→ DATA FOR THIS TASK

use leptos::prelude::*;

use crate::popup::EDIT_POPUP_ID;

/// Modal for editing a product.
///
/// Rendered once per page, outside `#content`, so htmx swaps never replace
/// it. Its fields start empty and are filled client-side from the clicked
/// product card via the `data-product-*` markers.
#[component]
pub fn EditProductPopup() -> impl IntoView {
    view! {
        <dialog id=EDIT_POPUP_ID class="popup">
            <form hx-post="/hx/update_product" hx-target="#content" hx-swap="morph:outerHTML">
                <h3>"Edit product"</h3>
                <input type="hidden" name="product" data-product-id="" />
                <label>
                    "Name"
                    <input type="text" name="name" required="" data-product-name="" />
                </label>
                <label>
                    "Price"
                    <input
                        type="text"
                        name="price"
                        inputmode="decimal"
                        pattern="[0-9]+([.][0-9]{1,2})?"
                        required=""
                        data-product-price=""
                    />
                </label>
                <div class="popup-actions">
                    <button type="button" onclick="this.closest('dialog').close()">
                        "Cancel"
                    </button>
                    <button type="submit" onclick="this.form.checkValidity() && this.closest('dialog').close()">
                        "Save"
                    </button>
                </div>
            </form>
        </dialog>
    }
}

→ YOUR OBJECTIVE
Return all of the listing above exactly, leaving nothing out.

→ EXPECTED OUTPUT
use leptos::prelude::*;

use crate::popup::EDIT_POPUP_ID;

/// Modal for editing a product.
///
/// Rendered once per page, outside `#content`, so htmx swaps never replace
/// it. Its fields start empty and are filled client-side from the clicked
/// product card via the `data-product-*` markers.
#[component]
pub fn EditProductPopup() -> impl IntoView {
    view! {
        <dialog id=EDIT_POPUP_ID class="popup">
            <form hx-post="/hx/update_product" hx-target="#content" hx-swap="morph:outerHTML">
                <h3>"Edit product"</h3>
                <input type="hidden" name="product" data-product-id="" />
                <label>
                    "Name"
                    <input type="text" name="name" required="" data-product-name="" />
                </label>
                <label>
                    "Price"
                    <input
                        type="text"
                        name="price"
                        inputmode="decimal"
                        pattern="[0-9]+([.][0-9]{1,2})?"
                        required=""
                        data-product-price=""
                    />
                </label>
                <div class="popup-actions">
                    <button type="button" onclick="this.closest('dialog').close()">
                        "Cancel"
                    </button>
                    <button type="submit" onclick="this.form.checkValidity() && this.closest('dialog').close()">
                        "Save"
                    </button>
                </div>
            </form>
        </dialog>
    }
}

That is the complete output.